What the exercise asks
Every line from the start of the records below to the line containing "rejects anything else." should be retyped exactly, that line included, and no others.

..........

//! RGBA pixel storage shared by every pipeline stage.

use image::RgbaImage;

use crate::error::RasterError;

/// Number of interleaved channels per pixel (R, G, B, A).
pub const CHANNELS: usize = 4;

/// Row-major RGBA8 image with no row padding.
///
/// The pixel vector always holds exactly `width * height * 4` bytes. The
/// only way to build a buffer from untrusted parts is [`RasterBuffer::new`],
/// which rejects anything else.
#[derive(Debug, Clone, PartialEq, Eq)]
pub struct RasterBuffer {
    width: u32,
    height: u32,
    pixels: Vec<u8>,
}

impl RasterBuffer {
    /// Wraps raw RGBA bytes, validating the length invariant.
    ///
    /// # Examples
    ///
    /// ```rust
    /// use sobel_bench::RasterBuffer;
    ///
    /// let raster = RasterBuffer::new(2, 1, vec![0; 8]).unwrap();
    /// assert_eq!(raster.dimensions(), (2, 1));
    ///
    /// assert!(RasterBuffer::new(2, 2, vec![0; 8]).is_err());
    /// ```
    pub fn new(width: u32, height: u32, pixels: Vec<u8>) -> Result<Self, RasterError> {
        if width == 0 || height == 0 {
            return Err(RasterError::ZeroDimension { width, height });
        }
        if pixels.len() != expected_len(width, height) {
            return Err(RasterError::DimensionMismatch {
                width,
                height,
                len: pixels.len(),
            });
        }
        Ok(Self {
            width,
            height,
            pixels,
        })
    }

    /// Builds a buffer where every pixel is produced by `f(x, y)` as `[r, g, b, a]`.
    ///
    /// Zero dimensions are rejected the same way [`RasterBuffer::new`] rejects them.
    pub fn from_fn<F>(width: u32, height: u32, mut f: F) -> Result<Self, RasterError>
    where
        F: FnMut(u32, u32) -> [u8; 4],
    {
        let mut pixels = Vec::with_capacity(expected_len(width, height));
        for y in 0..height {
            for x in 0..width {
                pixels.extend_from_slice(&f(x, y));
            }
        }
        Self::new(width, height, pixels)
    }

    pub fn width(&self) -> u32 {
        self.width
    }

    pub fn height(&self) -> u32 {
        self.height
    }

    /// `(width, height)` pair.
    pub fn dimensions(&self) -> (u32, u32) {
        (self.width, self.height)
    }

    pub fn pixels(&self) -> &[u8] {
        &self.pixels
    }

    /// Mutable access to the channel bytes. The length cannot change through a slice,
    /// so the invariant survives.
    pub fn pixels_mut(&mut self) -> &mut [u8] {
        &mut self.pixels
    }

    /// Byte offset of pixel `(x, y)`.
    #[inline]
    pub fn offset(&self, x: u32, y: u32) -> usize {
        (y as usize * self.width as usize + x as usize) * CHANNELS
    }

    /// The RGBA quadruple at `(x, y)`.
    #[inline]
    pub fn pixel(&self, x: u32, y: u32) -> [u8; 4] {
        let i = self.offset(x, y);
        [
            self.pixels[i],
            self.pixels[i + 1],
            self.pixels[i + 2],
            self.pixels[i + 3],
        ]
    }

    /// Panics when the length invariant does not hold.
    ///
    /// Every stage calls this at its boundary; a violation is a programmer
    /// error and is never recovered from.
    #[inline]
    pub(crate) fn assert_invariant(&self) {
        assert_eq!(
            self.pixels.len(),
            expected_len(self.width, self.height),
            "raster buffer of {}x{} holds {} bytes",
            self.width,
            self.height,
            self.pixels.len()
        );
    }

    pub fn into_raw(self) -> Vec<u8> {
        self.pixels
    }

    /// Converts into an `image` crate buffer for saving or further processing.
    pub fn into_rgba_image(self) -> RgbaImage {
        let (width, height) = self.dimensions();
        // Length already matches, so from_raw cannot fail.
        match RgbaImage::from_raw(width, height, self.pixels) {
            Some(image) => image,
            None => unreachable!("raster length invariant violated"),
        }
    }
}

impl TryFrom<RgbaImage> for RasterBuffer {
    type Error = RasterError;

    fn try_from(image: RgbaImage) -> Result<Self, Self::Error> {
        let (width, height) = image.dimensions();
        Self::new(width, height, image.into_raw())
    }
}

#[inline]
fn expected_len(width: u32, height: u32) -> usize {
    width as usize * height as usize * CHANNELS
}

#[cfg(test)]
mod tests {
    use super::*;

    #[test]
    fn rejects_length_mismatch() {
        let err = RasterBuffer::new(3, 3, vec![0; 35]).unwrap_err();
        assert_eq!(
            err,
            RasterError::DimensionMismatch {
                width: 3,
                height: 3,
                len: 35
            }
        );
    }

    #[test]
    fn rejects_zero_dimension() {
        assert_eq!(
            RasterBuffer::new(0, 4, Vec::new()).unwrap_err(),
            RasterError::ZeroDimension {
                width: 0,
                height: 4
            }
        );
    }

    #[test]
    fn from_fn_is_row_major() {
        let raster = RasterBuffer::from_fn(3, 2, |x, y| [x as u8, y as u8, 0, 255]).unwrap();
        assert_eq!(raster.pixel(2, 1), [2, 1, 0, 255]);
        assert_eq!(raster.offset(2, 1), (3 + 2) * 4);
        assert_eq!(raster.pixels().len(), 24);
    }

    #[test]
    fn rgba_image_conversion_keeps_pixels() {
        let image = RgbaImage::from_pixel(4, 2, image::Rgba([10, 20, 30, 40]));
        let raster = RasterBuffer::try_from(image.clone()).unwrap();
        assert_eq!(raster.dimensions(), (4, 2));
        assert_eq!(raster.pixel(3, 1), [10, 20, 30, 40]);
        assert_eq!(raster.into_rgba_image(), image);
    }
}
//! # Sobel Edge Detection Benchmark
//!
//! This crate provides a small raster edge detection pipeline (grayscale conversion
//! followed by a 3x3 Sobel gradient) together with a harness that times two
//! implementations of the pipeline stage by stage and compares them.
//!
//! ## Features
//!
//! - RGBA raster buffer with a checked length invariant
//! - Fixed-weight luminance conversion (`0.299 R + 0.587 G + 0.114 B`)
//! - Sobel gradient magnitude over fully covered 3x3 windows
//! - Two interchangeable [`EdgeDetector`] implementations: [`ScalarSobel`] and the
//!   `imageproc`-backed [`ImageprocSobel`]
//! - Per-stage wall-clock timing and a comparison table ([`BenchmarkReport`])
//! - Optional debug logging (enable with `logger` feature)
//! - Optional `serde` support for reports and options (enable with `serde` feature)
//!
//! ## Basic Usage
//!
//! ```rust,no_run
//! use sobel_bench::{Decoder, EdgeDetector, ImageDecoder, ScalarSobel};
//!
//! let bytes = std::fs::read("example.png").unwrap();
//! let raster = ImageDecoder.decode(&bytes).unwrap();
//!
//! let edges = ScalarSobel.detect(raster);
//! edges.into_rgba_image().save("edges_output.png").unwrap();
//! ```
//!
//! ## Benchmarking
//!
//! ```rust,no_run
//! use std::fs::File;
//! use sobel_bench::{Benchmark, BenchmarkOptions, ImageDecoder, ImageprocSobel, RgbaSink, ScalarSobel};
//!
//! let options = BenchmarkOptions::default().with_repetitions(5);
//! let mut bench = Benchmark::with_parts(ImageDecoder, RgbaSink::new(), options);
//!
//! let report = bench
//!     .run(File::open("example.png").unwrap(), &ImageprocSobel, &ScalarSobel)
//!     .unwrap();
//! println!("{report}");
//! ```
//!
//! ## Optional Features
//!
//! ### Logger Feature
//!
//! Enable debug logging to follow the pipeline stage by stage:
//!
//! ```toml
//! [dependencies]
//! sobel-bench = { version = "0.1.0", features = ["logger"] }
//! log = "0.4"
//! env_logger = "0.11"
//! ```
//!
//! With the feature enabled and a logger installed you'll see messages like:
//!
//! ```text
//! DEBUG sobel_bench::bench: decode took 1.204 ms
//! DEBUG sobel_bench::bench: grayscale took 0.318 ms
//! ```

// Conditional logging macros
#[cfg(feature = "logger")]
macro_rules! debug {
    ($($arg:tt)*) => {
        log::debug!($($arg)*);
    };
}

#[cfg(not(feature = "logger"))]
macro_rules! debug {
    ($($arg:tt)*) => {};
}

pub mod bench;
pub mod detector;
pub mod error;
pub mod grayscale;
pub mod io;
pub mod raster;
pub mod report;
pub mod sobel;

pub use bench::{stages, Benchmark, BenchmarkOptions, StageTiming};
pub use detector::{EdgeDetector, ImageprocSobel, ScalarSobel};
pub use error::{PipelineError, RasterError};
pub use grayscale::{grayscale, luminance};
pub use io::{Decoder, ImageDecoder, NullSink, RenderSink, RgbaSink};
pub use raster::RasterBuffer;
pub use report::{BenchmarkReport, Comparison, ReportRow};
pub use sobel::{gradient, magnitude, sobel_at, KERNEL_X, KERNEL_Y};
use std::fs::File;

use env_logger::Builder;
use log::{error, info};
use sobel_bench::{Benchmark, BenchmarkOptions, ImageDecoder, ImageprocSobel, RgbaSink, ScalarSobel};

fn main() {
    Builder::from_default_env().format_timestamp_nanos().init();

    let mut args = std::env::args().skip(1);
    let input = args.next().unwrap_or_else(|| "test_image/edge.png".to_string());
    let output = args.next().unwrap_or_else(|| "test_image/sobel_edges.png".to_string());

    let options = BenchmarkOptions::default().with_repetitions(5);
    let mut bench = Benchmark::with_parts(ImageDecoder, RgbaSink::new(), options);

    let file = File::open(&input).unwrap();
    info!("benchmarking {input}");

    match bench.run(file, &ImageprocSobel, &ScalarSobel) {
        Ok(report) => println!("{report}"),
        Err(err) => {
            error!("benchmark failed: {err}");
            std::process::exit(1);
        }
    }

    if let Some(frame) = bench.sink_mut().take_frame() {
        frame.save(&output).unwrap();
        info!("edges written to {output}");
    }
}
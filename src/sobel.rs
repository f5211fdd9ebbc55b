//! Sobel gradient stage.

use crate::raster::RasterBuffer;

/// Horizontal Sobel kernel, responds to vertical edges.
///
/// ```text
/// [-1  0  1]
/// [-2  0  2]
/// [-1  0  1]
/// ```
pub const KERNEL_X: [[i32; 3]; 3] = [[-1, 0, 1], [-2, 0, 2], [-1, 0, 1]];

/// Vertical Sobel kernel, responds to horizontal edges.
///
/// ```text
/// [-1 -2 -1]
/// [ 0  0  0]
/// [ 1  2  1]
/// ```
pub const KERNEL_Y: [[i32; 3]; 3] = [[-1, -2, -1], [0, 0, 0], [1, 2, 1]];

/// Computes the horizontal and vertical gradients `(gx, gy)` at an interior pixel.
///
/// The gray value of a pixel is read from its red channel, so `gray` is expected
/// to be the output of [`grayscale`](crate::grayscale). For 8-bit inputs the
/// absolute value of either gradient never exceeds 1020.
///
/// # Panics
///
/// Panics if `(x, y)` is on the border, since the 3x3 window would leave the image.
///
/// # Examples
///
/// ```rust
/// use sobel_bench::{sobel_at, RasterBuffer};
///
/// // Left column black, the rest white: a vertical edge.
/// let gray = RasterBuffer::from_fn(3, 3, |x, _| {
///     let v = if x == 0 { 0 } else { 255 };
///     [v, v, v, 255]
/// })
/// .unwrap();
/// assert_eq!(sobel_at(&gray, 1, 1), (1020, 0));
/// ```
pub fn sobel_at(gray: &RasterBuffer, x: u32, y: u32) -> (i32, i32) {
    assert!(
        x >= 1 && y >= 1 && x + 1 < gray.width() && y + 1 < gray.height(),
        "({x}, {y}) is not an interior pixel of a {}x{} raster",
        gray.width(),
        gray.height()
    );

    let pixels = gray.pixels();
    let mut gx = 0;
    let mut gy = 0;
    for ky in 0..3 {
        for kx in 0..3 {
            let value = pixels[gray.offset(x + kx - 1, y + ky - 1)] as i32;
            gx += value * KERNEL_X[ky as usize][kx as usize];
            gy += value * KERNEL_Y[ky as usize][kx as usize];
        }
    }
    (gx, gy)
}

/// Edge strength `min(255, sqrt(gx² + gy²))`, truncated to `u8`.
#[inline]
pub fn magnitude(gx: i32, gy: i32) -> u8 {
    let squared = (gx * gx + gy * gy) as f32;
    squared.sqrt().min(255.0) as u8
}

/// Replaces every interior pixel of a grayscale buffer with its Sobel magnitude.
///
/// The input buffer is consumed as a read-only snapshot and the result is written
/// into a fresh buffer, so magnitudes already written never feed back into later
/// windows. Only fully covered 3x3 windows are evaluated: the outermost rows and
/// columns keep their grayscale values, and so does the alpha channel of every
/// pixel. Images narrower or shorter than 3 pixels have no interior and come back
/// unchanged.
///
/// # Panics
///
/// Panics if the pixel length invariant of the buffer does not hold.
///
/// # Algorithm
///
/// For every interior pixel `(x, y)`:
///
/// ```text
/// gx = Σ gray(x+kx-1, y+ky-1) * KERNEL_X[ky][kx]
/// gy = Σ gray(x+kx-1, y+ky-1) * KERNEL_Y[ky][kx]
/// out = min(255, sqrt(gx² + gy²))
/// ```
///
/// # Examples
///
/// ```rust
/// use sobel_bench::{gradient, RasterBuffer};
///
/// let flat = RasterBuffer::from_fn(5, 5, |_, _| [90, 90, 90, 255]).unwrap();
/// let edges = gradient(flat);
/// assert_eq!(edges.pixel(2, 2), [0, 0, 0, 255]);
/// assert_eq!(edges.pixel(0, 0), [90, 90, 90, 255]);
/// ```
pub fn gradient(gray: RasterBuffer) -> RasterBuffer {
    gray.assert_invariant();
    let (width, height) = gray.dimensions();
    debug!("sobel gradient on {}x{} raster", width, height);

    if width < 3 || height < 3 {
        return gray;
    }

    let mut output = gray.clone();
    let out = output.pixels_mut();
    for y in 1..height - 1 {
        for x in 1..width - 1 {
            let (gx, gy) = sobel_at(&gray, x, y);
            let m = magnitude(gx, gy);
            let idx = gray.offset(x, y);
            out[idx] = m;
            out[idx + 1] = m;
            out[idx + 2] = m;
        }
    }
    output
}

..........

Answer for the task
//! RGBA pixel storage shared by every pipeline stage.

use image::RgbaImage;

use crate::error::RasterError;

/// Number of interleaved channels per pixel (R, G, B, A).
pub const CHANNELS: usize = 4;

/// Row-major RGBA8 image with no row padding.
///
/// The pixel vector always holds exactly `width * height * 4` bytes. The
/// only way to build a buffer from untrusted parts is [`RasterBuffer::new`],
/// which rejects anything else.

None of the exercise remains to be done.